REQUIRED WORK – All lines of the entries with "bool" in them must be listed.

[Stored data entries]
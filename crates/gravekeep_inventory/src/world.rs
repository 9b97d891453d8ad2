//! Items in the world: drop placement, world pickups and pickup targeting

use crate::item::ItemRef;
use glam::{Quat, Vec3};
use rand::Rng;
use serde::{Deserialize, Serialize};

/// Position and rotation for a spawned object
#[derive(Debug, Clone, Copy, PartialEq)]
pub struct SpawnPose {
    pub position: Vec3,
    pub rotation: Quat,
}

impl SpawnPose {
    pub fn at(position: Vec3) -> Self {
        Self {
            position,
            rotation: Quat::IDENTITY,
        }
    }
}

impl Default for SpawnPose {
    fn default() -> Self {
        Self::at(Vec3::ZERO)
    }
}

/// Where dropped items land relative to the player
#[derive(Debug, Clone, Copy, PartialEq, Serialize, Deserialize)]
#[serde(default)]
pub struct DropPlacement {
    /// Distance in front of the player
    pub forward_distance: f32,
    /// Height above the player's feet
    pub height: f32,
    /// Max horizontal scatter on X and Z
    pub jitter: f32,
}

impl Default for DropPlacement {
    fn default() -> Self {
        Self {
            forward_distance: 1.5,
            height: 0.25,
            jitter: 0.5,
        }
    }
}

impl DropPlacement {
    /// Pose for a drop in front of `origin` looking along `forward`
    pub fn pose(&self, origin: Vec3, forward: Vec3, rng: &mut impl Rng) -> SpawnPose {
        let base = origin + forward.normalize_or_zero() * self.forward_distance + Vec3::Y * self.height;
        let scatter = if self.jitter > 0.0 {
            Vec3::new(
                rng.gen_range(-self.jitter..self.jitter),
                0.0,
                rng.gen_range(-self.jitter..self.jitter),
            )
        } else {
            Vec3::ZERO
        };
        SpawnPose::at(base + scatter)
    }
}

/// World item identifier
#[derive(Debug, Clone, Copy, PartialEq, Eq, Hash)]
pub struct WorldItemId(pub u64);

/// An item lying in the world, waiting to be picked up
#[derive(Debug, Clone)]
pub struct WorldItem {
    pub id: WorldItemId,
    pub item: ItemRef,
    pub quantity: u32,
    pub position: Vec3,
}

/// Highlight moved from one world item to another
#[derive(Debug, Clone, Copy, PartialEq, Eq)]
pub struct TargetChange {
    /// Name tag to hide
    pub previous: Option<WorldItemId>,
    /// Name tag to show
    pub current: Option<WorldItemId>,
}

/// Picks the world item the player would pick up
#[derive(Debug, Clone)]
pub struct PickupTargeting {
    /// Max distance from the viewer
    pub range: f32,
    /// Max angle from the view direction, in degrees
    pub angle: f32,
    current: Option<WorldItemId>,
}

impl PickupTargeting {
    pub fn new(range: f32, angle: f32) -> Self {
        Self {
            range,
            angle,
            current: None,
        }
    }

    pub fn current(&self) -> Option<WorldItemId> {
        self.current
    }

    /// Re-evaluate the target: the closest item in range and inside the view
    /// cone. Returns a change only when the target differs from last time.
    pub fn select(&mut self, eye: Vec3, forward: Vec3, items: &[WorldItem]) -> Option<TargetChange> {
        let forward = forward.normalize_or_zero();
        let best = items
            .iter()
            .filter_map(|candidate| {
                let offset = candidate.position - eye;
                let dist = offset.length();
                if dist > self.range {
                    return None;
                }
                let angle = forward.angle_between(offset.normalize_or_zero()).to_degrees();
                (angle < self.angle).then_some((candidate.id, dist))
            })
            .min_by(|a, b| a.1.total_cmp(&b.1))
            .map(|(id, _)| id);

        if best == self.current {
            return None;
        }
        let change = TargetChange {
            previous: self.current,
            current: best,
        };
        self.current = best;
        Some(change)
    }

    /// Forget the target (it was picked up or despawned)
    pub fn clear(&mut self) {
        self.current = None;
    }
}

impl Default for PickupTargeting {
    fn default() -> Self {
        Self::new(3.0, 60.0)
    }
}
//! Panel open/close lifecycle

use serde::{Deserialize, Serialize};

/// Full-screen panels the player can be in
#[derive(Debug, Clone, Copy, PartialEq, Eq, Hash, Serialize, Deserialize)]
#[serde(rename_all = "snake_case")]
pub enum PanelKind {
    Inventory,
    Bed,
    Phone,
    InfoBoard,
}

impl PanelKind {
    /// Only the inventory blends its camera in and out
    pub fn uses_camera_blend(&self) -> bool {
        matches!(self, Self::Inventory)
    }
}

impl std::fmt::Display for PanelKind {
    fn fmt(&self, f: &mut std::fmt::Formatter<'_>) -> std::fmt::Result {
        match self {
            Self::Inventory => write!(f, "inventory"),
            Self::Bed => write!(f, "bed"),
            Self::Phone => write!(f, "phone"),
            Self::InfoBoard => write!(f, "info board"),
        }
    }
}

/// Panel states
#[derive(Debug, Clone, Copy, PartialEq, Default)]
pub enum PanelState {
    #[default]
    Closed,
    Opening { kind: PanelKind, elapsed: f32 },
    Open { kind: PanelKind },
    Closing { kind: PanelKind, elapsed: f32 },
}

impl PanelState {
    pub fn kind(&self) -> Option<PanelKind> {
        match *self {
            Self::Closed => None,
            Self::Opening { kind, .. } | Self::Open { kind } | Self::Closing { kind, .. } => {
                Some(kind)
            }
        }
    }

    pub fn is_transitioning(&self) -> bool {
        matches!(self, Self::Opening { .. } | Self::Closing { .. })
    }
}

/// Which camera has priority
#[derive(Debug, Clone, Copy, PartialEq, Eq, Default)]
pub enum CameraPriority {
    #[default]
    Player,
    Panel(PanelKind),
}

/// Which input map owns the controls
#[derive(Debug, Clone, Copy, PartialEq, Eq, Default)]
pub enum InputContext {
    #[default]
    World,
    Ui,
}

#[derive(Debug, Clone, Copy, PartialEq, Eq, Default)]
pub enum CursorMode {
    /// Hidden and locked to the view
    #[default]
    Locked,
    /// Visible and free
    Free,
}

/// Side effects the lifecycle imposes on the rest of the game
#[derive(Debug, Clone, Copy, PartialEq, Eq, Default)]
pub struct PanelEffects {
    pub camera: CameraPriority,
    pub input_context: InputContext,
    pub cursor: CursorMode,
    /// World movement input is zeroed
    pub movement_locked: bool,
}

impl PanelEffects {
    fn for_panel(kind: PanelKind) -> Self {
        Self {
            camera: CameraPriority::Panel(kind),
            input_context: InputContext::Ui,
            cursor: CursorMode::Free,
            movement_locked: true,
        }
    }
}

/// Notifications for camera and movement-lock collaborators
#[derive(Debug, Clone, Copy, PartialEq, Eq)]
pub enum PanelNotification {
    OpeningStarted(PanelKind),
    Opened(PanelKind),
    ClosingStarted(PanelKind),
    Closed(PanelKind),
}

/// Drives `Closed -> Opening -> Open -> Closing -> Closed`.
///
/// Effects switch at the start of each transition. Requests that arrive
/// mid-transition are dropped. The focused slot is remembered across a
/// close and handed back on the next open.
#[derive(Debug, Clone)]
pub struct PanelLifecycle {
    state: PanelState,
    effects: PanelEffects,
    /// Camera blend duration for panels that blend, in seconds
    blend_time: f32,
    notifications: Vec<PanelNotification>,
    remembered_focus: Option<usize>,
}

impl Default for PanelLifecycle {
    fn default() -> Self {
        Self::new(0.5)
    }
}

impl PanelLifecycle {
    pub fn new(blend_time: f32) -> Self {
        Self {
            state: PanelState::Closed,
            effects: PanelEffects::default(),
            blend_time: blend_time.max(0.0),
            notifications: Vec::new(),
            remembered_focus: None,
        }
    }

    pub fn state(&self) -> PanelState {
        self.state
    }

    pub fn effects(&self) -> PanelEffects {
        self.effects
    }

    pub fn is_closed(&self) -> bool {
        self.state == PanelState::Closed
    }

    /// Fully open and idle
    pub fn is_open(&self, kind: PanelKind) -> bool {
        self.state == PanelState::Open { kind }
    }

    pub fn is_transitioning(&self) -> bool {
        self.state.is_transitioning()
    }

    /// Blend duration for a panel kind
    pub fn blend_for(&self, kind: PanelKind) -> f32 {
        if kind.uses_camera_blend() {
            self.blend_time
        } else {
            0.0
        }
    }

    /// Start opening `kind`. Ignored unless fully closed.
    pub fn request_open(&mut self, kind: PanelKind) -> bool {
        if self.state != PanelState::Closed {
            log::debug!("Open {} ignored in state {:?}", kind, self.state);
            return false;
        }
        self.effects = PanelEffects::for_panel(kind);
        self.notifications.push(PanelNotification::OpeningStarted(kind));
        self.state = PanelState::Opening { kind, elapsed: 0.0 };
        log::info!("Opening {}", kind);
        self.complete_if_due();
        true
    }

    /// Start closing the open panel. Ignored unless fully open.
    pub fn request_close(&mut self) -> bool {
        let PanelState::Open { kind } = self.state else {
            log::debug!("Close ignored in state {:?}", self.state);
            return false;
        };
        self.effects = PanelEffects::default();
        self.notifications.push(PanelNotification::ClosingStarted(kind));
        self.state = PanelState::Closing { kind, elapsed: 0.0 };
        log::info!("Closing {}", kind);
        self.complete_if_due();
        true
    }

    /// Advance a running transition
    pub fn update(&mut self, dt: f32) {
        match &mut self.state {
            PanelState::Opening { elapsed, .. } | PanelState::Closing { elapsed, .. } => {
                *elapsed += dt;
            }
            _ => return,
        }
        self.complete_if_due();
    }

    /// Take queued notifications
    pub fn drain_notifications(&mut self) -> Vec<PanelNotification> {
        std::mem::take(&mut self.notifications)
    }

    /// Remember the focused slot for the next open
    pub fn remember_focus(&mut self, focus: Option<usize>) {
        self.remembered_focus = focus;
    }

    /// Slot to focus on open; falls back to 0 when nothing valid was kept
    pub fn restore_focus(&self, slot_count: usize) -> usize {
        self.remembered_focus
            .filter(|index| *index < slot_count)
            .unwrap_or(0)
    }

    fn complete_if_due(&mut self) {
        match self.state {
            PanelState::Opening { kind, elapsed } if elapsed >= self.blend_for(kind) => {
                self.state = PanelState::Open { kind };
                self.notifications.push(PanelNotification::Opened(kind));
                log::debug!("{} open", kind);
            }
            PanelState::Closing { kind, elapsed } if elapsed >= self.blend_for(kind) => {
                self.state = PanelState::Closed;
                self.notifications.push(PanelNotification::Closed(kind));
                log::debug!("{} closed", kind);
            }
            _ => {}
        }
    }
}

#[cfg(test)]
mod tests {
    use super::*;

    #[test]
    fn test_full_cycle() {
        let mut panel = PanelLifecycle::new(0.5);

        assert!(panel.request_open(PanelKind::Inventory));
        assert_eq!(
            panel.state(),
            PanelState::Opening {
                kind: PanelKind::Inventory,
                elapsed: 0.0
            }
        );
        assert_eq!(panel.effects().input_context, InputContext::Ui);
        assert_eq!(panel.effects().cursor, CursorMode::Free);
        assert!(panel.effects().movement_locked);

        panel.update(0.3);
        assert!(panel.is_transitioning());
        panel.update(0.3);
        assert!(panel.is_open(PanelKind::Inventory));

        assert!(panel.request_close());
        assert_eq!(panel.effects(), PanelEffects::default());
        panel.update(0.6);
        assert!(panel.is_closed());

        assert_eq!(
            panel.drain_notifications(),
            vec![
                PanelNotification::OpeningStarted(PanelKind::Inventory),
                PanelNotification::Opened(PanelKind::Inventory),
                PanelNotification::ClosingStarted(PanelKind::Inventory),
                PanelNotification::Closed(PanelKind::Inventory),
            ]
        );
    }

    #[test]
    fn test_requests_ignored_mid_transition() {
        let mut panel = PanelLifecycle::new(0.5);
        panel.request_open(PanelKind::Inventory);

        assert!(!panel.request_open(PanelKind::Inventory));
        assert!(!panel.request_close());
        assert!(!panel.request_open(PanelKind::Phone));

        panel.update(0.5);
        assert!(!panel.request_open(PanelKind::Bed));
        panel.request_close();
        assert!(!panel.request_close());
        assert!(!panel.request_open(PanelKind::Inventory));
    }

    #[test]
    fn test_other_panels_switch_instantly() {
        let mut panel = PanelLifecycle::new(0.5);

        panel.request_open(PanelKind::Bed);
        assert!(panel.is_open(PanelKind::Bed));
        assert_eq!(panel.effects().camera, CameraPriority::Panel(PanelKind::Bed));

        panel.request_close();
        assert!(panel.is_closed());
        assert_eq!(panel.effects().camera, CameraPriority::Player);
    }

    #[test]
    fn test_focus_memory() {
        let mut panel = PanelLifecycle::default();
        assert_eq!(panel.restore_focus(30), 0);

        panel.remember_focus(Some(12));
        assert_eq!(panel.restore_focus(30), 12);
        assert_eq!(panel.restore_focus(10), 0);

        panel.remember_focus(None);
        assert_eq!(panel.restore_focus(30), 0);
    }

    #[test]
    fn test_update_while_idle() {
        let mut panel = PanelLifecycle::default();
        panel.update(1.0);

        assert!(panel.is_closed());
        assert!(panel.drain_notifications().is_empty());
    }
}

ANSWER BOX –
    pub fn uses_camera_blend(&self) -> bool {
    pub fn is_transitioning(&self) -> bool {
    pub movement_locked: bool,
    pub fn is_closed(&self) -> bool {
    pub fn is_open(&self, kind: PanelKind) -> bool {
    pub fn is_transitioning(&self) -> bool {
    pub fn request_open(&mut self, kind: PanelKind) -> bool {
    pub fn request_close(&mut self) -> bool {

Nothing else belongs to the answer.